Original paper: Compression Test of Food Gels on Artificial Tongue and Its Comparison with Human Test

Content review: Arthur Michaut
Style review: Heather S. C. Hamilton

Food texture, or how soft or hard your food is, is usually assessed with a machine that compresses food between two metallic plates. This instrument oversimplifies what really happens in our mouth, because the stiffness of the metallic parts does not mimic the natural deformability of the tongue. This leads to a strong deviation of the results of these experiments from sensory evaluations of food texture by humans. Practically, this can lead to hard-to-swallow food being considered soft and safe for people with dental or swallowing problems. A team of Japanese scientists tried to tackle that problem by developing a synthetic tongue which would lead to better food texture assessment with a test machine. But what are the important properties that characterize a successful model tongue?

To answer this question, the researchers compressed the tongues of seven brave human subjects using a clamp equipped with a force sensor like the schematic in Figure 1a. The human tongue is considered an elastic material, meaning that it can be deformed (by compression for example) and will return to its original size and shape after the force causing the deformation is removed. Deformation is often measured as percent strain, or the ratio of deformed size to original size of an object. Using this compression technique, which seems a bit medieval, and with the help of the human subjects, the researchers determined how the human tongue responds to an applied strain of up to 20%. Understanding the mechanical properties of the tongue means it can be modeled by an equivalent soft material and tested in a similar manner, as shown in Figure 1b.

**Figure 1:** Schematic of the steps to design an in vitro system for tongue-palate compression tests. Tongue elasticity is first measured with a clamp (a). A silicone rubber tongue with a similar elasticity is then put on the bottom plate of a compression test machine to mimic the tongue (b). The metallic top plate will act as the palate, or the hard roof of the mouth.

The synthetic tongue produced for this study was a cylinder made of silicone rubber with an elasticity that is similar to the elasticity of the real tongues of seven human subjects. Remarkably, the tongues of seven subjects were considered a large enough sample size to determine the elasticity of an average human tongue, with resulting measurements close to values reported in the literature. In the food texture assessment device, the top metallic plate is left unaltered to mimic the palate. Pieces of agar gel, a jelly-like material made from seaweed, are used as a test food product. Several agar gel samples were prepared, each requiring some force to fracture, breaking into smaller pieces. Mechanical tests were performed with the in vitro tongue-palate system, while in vivo testing was determined by the same seven subjects who had their tongues clamped in the compression test. The in vivo results determined if the subjects were able to fracture the gel by tongue-palate compression or if they needed to chew the gel. These results were compared to the in vitro observations.

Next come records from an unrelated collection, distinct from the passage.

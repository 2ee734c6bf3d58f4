//! Evaluation trace types for debugging match behavior.
//!
//! [`Match::evaluate_with_trace`](crate::Match::evaluate_with_trace) returns
//! the same result as `evaluate()` plus the path taken: which arms were
//! tried, which one matched, and what it bound.
//!
//! # Example
//!
//! ```
//! use pmatch::{ds, Capture, Match, Pattern, Value};
//!
//! let x = Capture::new("x");
//! let m = Match::new()
//!     .arm(ds![1, Pattern::wildcard()], |_| "one")
//!     .arm(ds![Pattern::wildcard(), &x], |_| "other");
//!
//! let trace = m.evaluate_with_trace(&Value::from((2, 3)));
//! assert_eq!(trace.result, Some("other"));
//! assert_eq!(trace.steps.len(), 2);
//! assert!(!trace.steps[0].matched);
//! assert_eq!(trace.steps[1].bindings, vec![("x".to_string(), "3".to_string())]);
//! ```

use std::fmt;

/// Trace of a full [`Match`](crate::Match) evaluation.
///
/// # INV: `result` is what `evaluate()` returns
///
/// `None` here corresponds to [`MatchError::NonExhaustive`](crate::MatchError::NonExhaustive).
pub struct EvalTrace<R> {
    /// The handler's result, if any arm matched.
    pub result: Option<R>,
    /// One step per arm tried, in order. Stops after the first match.
    pub steps: Vec<EvalStep>,
}

impl<R> EvalTrace<R> {
    /// Index of the arm that matched, if any.
    #[must_use]
    pub fn matched_arm(&self) -> Option<usize> {
        self.steps.iter().find(|s| s.matched).map(|s| s.index)
    }
}

impl<R: fmt::Debug> fmt::Debug for EvalTrace<R> {
    fn fmt(&self, f: &mut fmt::Formatter<'_>) -> fmt::Result {
        f.debug_struct("EvalTrace")
            .field("result", &self.result)
            .field("steps", &self.steps)
            .finish()
    }
}

/// One arm attempt in a trace.
#[derive(Debug, Clone, PartialEq, Eq)]
pub struct EvalStep {
    /// Arm index (0-based, declaration order).
    pub index: usize,
    /// The arm's pattern (Debug format).
    pub pattern: String,
    /// Did the pattern (including its guards) match?
    pub matched: bool,
    /// `(capture name, value)` for every binding of a matching arm, in
    /// binding order. Empty for arms that did not match.
    pub bindings: Vec<(String, String)>,
}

The most interesting result highlighted by the study, shown in Figure 2, is the threshold above which mastication, the action of chewing with your teeth, was needed to break the agar gel into edible pieces. At a strain of 10%, if the agar gel sample was more deformed than the silicone rubber of the artificial tongue, the agar gel would fracture to the consistency of mashed potatoes. Otherwise, if the silicone rubber was more deformed than the agar gel sample, the gel sample would remain intact, meaning that a force higher than the one provided by tongue-palate compression would be needed for fracture, such as the force provided by mastication. Indeed, during tongue-palate compression, both the tongue and the model food are deformed under the action of reciprocal forces.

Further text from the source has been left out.